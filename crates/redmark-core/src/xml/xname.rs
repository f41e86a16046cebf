use std::fmt;

/// Namespace-qualified name for elements and attributes.
#[derive(Clone, Debug, PartialEq, Eq, Hash)]
pub struct QName {
    pub ns: Option<String>,
    pub local: String,
}

impl QName {
    pub fn new(ns: &str, local: &str) -> Self {
        Self {
            ns: if ns.is_empty() {
                None
            } else {
                Some(ns.to_string())
            },
            local: local.to_string(),
        }
    }

    pub fn local(local: &str) -> Self {
        Self {
            ns: None,
            local: local.to_string(),
        }
    }

    pub fn matches(&self, ns: &str, local: &str) -> bool {
        self.local == local && self.ns.as_deref() == Some(ns)
    }
}

impl fmt::Display for QName {
    fn fmt(&self, f: &mut fmt::Formatter<'_>) -> fmt::Result {
        match &self.ns {
            Some(ns) => write!(f, "{{{}}}{}", ns, self.local),
            None => write!(f, "{}", self.local),
        }
    }
}

/// A single attribute; order within an element is preserved on write.
#[derive(Clone, Debug, PartialEq, Eq)]
pub struct Attr {
    pub name: QName,
    pub value: String,
}

impl Attr {
    pub fn new(name: QName, value: &str) -> Self {
        Self {
            name,
            value: value.to_string(),
        }
    }
}

#[cfg(test)]
mod tests {
    use super::*;

    #[test]
    fn qualified_name_displays_in_expanded_form() {
        let name = QName::new("http://example.com", "body");
        assert_eq!(name.to_string(), "{http://example.com}body");
    }

    #[test]
    fn unqualified_name_displays_local_only() {
        assert_eq!(QName::local("count").to_string(), "count");
    }

    #[test]
    fn matches_requires_namespace_and_local() {
        let name = QName::new("http://example.com", "p");
        assert!(name.matches("http://example.com", "p"));
        assert!(!name.matches("http://other.com", "p"));
        assert!(!name.matches("http://example.com", "r"));
    }
}
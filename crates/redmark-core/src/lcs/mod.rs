//! Hash-based longest-common-subsequence alignment.
//!
//! The algorithm finds the longest run of consecutive items whose hashes
//! match, then recurses into the unmatched flanks. Typical inputs
//! (paragraph lists, sheet rows, word tokens) are short enough that this
//! recursive scheme is preferred over the Hunt-McIlroy/Myers variants.
//! Ties resolve to the smallest left index, then the smallest right index,
//! so the segmentation is deterministic.

/// Items comparable by hash. Hashes compare with `==`; content is never
/// compared byte-by-byte outside hashing.
pub trait Hashable {
    fn key(&self) -> &str;
}

#[derive(Debug, Clone, Copy, PartialEq, Eq)]
pub enum SegmentKind {
    Equal,
    Deleted,
    Inserted,
}

/// One correlated run. `Equal` carries the matched items from both sides;
/// `Deleted` carries left items only, `Inserted` right items only.
#[derive(Debug, Clone)]
pub struct Segment<T> {
    pub kind: SegmentKind,
    pub left: Vec<T>,
    pub right: Vec<T>,
}

impl<T> Segment<T> {
    pub fn equal(left: Vec<T>, right: Vec<T>) -> Self {
        Self {
            kind: SegmentKind::Equal,
            left,
            right,
        }
    }

    pub fn deleted(left: Vec<T>) -> Self {
        Self {
            kind: SegmentKind::Deleted,
            left,
            right: Vec::new(),
        }
    }

    pub fn inserted(right: Vec<T>) -> Self {
        Self {
            kind: SegmentKind::Inserted,
            left: Vec::new(),
            right,
        }
    }

    pub fn len(&self) -> usize {
        match self.kind {
            SegmentKind::Equal | SegmentKind::Deleted => self.left.len(),
            SegmentKind::Inserted => self.right.len(),
        }
    }

    pub fn is_empty(&self) -> bool {
        self.len() == 0
    }
}

pub type SkipPredicate = Box<dyn Fn(&str) -> bool>;

/// Tuning knobs of spec'd behavior: anchors shorter than
/// `min_match_length` are rejected, a match must cover at least
/// `detail_threshold` of the longer input, and items the skip predicate
/// flags cannot open a match (though they may appear inside one).
#[derive(Default)]
pub struct LcsOptions {
    pub min_match_length: usize,
    pub detail_threshold: f64,
    pub skip_as_anchor: Option<SkipPredicate>,
}

impl LcsOptions {
    pub fn new() -> Self {
        Self {
            min_match_length: 1,
            detail_threshold: 0.0,
            skip_as_anchor: None,
        }
    }

    pub fn min_match_length(mut self, len: usize) -> Self {
        self.min_match_length = len;
        self
    }

    pub fn detail_threshold(mut self, threshold: f64) -> Self {
        self.detail_threshold = threshold;
        self
    }

    pub fn skip_as_anchor<F>(mut self, predicate: F) -> Self
    where
        F: Fn(&str) -> bool + 'static,
    {
        self.skip_as_anchor = Some(Box::new(predicate));
        self
    }
}

#[derive(Debug, Clone, Copy, PartialEq, Eq)]
struct Anchor {
    i1: usize,
    i2: usize,
    length: usize,
}

fn find_longest_match<T: Hashable>(
    left: &[T],
    right: &[T],
    options: &LcsOptions,
) -> Option<Anchor> {
    let mut best = Anchor {
        i1: 0,
        i2: 0,
        length: 0,
    };

    for i1 in 0..left.len() {
        if left.len() - i1 <= best.length {
            break;
        }
        for i2 in 0..right.len() {
            if right.len() - i2 <= best.length {
                break;
            }
            let mut length = 0usize;
            while i1 + length < left.len()
                && i2 + length < right.len()
                && left[i1 + length].key() == right[i2 + length].key()
            {
                length += 1;
            }
            // Strict '>' keeps the earliest (smallest i1, then i2) anchor
            // among equal-length candidates.
            if length > best.length {
                best = Anchor { i1, i2, length };
            }
        }
    }

    // Items the predicate flags cannot anchor the match; trim them from
    // the front but let them survive inside.
    if let Some(skip) = &options.skip_as_anchor {
        while best.length > 0 && skip(left[best.i1].key()) {
            best.i1 += 1;
            best.i2 += 1;
            best.length -= 1;
        }
    }

    if best.length == 0 || best.length < options.min_match_length {
        return None;
    }

    if options.detail_threshold > 0.0 {
        let max_len = left.len().max(right.len());
        if max_len > 0 && (best.length as f64 / max_len as f64) < options.detail_threshold {
            return None;
        }
    }

    Some(best)
}

/// Correlates two sequences into an ordered segmentation. Adjacent
/// segments of identical status are merged before return.
pub fn correlate<T: Hashable + Clone>(
    left: &[T],
    right: &[T],
    options: &LcsOptions,
) -> Vec<Segment<T>> {
    let mut segments = Vec::new();
    correlate_into(left, right, options, &mut segments);
    merge_adjacent(segments)
}

fn correlate_into<T: Hashable + Clone>(
    left: &[T],
    right: &[T],
    options: &LcsOptions,
    out: &mut Vec<Segment<T>>,
) {
    if left.is_empty() && right.is_empty() {
        return;
    }
    if left.is_empty() {
        out.push(Segment::inserted(right.to_vec()));
        return;
    }
    if right.is_empty() {
        out.push(Segment::deleted(left.to_vec()));
        return;
    }

    let Some(anchor) = find_longest_match(left, right, options) else {
        out.push(Segment::deleted(left.to_vec()));
        out.push(Segment::inserted(right.to_vec()));
        return;
    };

    correlate_into(&left[..anchor.i1], &right[..anchor.i2], options, out);

    out.push(Segment::equal(
        left[anchor.i1..anchor.i1 + anchor.length].to_vec(),
        right[anchor.i2..anchor.i2 + anchor.length].to_vec(),
    ));

    correlate_into(
        &left[anchor.i1 + anchor.length..],
        &right[anchor.i2 + anchor.length..],
        options,
        out,
    );
}

fn merge_adjacent<T>(segments: Vec<Segment<T>>) -> Vec<Segment<T>> {
    let mut merged: Vec<Segment<T>> = Vec::with_capacity(segments.len());
    for segment in segments {
        if segment.is_empty() {
            continue;
        }
        match merged.last_mut() {
            Some(last) if last.kind == segment.kind => {
                last.left.extend(segment.left);
                last.right.extend(segment.right);
            }
            _ => merged.push(segment),
        }
    }
    merged
}

/// Sum of `Equal` segment lengths; with hash-distinct alphabets this is
/// the classical LCS length.
pub fn equal_length<T>(segments: &[Segment<T>]) -> usize {
    segments
        .iter()
        .filter(|s| s.kind == SegmentKind::Equal)
        .map(Segment::len)
        .sum()
}

#[cfg(test)]
mod tests {
    use super::*;

    #[derive(Debug, Clone)]
    struct Item(String);

    impl Hashable for Item {
        fn key(&self) -> &str {
            &self.0
        }
    }

    fn items(keys: &[&str]) -> Vec<Item> {
        keys.iter().map(|k| Item(k.to_string())).collect()
    }

    fn kinds(segments: &[Segment<Item>]) -> Vec<SegmentKind> {
        segments.iter().map(|s| s.kind).collect()
    }

    #[test]
    fn identical_sequences_are_one_equal_segment() {
        let result = correlate(&items(&["a", "b", "c"]), &items(&["a", "b", "c"]), &LcsOptions::new());
        assert_eq!(kinds(&result), vec![SegmentKind::Equal]);
        assert_eq!(result[0].len(), 3);
    }

    #[test]
    fn insertion_in_middle() {
        let result = correlate(&items(&["a", "c"]), &items(&["a", "b", "c"]), &LcsOptions::new());
        assert_eq!(
            kinds(&result),
            vec![SegmentKind::Equal, SegmentKind::Inserted, SegmentKind::Equal]
        );
        assert_eq!(result[1].right[0].0, "b");
    }

    #[test]
    fn deletion_in_middle() {
        let result = correlate(&items(&["a", "b", "c"]), &items(&["a", "c"]), &LcsOptions::new());
        assert_eq!(
            kinds(&result),
            vec![SegmentKind::Equal, SegmentKind::Deleted, SegmentKind::Equal]
        );
    }

    #[test]
    fn disjoint_sequences_become_delete_then_insert() {
        let result = correlate(&items(&["a", "b"]), &items(&["x", "y"]), &LcsOptions::new());
        assert_eq!(kinds(&result), vec![SegmentKind::Deleted, SegmentKind::Inserted]);
    }

    #[test]
    fn empty_inputs() {
        assert!(correlate(&items(&[]), &items(&[]), &LcsOptions::new()).is_empty());
        let ins = correlate(&items(&[]), &items(&["a"]), &LcsOptions::new());
        assert_eq!(kinds(&ins), vec![SegmentKind::Inserted]);
        let del = correlate(&items(&["a"]), &items(&[]), &LcsOptions::new());
        assert_eq!(kinds(&del), vec![SegmentKind::Deleted]);
    }

    #[test]
    fn equal_lengths_reproduce_lcs_length() {
        let left = items(&["a", "b", "c", "d", "e"]);
        let right = items(&["a", "x", "c", "d", "y"]);
        let result = correlate(&left, &right, &LcsOptions::new());
        // "a" + "c d" = 3 common items.
        assert_eq!(equal_length(&result), 3);
    }

    #[test]
    fn reconstruction_reproduces_inputs() {
        let left = items(&["a", "b", "c", "d"]);
        let right = items(&["b", "c", "x", "d"]);
        let result = correlate(&left, &right, &LcsOptions::new());

        let rebuilt_left: Vec<String> = result
            .iter()
            .flat_map(|s| s.left.iter().map(|i| i.0.clone()))
            .collect();
        let rebuilt_right: Vec<String> = result
            .iter()
            .flat_map(|s| s.right.iter().map(|i| i.0.clone()))
            .collect();

        assert_eq!(rebuilt_left, vec!["a", "b", "c", "d"]);
        assert_eq!(rebuilt_right, vec!["b", "c", "x", "d"]);
    }

    #[test]
    fn min_match_length_rejects_short_anchors() {
        let options = LcsOptions::new().min_match_length(2);
        let result = correlate(&items(&["a", "b", "c"]), &items(&["x", "b", "y"]), &options);
        assert_eq!(kinds(&result), vec![SegmentKind::Deleted, SegmentKind::Inserted]);
    }

    #[test]
    fn detail_threshold_rejects_small_relative_matches() {
        let options = LcsOptions::new().detail_threshold(0.5);
        let left = items(&["a", "b", "c", "d", "e", "f", "g", "h", "i", "j"]);
        let right = items(&["x", "y", "z", "d", "w"]);
        let result = correlate(&left, &right, &options);
        assert_eq!(kinds(&result), vec![SegmentKind::Deleted, SegmentKind::Inserted]);
    }

    #[test]
    fn skipped_items_cannot_open_a_match() {
        let options = LcsOptions::new().skip_as_anchor(|key| key == ".");
        let result = correlate(
            &items(&[".", "a", "b"]),
            &items(&[".", "a", "b"]),
            &options,
        );
        // The leading "." is trimmed from the anchor; only "a b" correlates.
        assert_eq!(equal_length(&result), 2);
    }

    #[test]
    fn skipped_items_survive_inside_a_match() {
        let options = LcsOptions::new().skip_as_anchor(|key| key == ".");
        let result = correlate(
            &items(&["a", ".", "b"]),
            &items(&["a", ".", "b"]),
            &options,
        );
        assert_eq!(kinds(&result), vec![SegmentKind::Equal]);
        assert_eq!(equal_length(&result), 3);
    }

    #[test]
    fn ties_prefer_earliest_indices() {
        // "b" appears twice on the right; the match must bind to the first.
        let left = items(&["b"]);
        let right = items(&["b", "x", "b"]);
        let result = correlate(&left, &right, &LcsOptions::new());
        assert_eq!(result[0].kind, SegmentKind::Equal);
        assert_eq!(
            kinds(&result),
            vec![SegmentKind::Equal, SegmentKind::Inserted]
        );
    }
}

══════

Begin with the line that has "for i2 in 0..right.len()" in the listing above and end after the line that has "ordered segmentation. Adjacent"; output those lines exactly.

» Answer to the problem:
        for i2 in 0..right.len() {
            if right.len() - i2 <= best.length {
                break;
            }
            let mut length = 0usize;
            while i1 + length < left.len()
                && i2 + length < right.len()
                && left[i1 + length].key() == right[i2 + length].key()
            {
                length += 1;
            }
            // Strict '>' keeps the earliest (smallest i1, then i2) anchor
            // among equal-length candidates.
            if length > best.length {
                best = Anchor { i1, i2, length };
            }
        }
    }

    // Items the predicate flags cannot anchor the match; trim them from
    // the front but let them survive inside.
    if let Some(skip) = &options.skip_as_anchor {
        while best.length > 0 && skip(left[best.i1].key()) {
            best.i1 += 1;
            best.i2 += 1;
            best.length -= 1;
        }
    }

    if best.length == 0 || best.length < options.min_match_length {
        return None;
    }

    if options.detail_threshold > 0.0 {
        let max_len = left.len().max(right.len());
        if max_len > 0 && (best.length as f64 / max_len as f64) < options.detail_threshold {
            return None;
        }
    }

    Some(best)
}

/// Correlates two sequences into an ordered segmentation. Adjacent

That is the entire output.